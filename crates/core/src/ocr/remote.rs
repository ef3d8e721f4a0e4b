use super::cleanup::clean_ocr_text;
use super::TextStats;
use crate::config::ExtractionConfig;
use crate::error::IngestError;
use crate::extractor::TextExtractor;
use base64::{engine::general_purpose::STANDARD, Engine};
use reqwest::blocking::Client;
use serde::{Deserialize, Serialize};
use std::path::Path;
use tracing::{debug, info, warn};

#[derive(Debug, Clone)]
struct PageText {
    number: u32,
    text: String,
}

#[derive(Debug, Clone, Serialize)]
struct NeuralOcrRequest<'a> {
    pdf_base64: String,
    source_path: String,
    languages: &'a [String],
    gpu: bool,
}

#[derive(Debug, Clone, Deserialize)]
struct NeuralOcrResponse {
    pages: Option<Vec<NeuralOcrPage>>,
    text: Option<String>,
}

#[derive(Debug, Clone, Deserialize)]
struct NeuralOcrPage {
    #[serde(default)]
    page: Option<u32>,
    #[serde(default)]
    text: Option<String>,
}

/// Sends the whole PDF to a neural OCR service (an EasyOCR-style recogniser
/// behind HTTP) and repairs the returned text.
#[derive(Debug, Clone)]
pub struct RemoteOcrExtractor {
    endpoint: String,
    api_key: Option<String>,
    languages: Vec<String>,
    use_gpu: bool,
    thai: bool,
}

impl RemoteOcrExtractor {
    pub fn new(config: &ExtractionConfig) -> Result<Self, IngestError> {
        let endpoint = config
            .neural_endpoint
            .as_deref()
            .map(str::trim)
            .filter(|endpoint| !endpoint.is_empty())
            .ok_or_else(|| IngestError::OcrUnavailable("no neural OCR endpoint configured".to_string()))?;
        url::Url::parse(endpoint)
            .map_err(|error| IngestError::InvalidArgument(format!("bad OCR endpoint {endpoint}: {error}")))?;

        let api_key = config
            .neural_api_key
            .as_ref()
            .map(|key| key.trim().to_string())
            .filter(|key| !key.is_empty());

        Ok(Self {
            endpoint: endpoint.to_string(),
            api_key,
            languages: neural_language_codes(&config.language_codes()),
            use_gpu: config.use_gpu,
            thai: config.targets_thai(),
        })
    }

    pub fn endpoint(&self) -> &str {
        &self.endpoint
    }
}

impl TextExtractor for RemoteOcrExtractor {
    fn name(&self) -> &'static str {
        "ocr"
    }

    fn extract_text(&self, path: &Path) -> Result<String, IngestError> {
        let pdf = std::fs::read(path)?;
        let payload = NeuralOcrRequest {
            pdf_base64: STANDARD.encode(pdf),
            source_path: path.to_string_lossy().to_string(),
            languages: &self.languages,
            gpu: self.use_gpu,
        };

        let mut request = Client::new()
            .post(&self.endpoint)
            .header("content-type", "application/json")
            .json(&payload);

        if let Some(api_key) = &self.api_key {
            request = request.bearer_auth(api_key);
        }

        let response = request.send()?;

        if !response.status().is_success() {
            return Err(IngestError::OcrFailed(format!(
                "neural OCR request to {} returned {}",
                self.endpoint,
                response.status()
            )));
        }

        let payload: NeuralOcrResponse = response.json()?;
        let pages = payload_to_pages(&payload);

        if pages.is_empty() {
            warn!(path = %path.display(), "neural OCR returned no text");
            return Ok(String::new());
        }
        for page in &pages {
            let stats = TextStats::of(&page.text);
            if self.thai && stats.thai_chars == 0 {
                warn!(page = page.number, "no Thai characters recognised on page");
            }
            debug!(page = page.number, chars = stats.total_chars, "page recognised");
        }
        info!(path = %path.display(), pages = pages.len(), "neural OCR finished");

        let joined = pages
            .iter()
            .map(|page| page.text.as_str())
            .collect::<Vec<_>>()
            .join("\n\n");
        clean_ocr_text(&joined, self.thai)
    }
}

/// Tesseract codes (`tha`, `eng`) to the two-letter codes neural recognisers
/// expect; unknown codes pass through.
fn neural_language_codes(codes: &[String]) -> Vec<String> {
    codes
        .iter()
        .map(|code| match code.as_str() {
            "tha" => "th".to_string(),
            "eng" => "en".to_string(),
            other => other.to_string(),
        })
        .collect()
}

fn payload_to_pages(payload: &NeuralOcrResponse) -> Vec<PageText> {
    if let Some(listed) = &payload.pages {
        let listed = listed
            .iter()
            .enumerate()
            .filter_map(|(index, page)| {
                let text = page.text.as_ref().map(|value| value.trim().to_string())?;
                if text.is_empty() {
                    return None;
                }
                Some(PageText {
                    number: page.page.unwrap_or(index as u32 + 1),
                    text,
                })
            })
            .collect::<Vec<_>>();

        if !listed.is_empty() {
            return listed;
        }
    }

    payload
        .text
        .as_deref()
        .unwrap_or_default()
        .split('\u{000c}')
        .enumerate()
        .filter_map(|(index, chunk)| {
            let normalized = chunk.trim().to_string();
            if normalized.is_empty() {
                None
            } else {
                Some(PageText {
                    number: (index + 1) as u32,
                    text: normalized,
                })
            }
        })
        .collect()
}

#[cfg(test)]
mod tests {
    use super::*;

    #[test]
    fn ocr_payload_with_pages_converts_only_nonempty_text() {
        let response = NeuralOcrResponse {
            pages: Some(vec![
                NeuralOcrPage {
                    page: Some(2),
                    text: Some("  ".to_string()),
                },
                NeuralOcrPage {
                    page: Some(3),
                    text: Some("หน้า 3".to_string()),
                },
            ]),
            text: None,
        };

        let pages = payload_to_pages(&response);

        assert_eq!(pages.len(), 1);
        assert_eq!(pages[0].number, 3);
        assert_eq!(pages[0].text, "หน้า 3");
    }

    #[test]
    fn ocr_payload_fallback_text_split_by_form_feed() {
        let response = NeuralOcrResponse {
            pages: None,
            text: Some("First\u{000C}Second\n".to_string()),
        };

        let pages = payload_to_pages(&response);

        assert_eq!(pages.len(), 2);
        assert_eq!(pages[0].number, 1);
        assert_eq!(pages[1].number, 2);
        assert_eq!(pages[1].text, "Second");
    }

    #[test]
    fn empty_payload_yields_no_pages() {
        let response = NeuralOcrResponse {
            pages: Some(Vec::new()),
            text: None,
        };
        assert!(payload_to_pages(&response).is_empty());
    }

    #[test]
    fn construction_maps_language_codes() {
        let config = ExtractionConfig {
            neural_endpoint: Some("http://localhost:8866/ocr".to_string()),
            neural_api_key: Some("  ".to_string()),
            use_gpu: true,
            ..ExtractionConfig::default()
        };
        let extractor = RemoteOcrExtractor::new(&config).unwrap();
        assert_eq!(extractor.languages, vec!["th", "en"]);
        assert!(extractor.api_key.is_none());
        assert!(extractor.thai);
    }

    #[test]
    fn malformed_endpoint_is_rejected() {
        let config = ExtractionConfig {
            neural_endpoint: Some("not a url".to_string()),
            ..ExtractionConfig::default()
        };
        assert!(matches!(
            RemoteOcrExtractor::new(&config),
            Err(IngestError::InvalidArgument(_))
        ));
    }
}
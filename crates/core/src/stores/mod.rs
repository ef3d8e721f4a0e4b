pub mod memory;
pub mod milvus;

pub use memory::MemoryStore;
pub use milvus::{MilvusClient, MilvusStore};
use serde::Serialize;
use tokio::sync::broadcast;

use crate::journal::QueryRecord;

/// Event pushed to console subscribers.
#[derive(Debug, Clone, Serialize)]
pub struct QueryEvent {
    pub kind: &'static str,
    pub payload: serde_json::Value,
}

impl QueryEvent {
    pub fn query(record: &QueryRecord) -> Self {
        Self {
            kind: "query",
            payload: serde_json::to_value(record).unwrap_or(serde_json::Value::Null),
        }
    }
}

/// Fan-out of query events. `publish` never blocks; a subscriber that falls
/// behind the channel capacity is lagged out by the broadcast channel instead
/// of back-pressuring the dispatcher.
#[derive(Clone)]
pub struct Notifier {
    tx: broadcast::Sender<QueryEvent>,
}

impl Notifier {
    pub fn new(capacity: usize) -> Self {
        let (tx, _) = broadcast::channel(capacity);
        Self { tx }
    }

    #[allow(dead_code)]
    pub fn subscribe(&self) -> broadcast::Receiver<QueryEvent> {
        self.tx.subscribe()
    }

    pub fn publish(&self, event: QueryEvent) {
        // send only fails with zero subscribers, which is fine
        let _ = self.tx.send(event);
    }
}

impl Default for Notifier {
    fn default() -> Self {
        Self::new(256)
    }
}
************
§ **Task to carry out**
Please show every line of the records that holds the word "index".

§ **Result for this task**
            .filter_map(|(index, page)| {
                    number: page.page.unwrap_or(index as u32 + 1),
        .filter_map(|(index, chunk)| {
                    number: (index + 1) as u32,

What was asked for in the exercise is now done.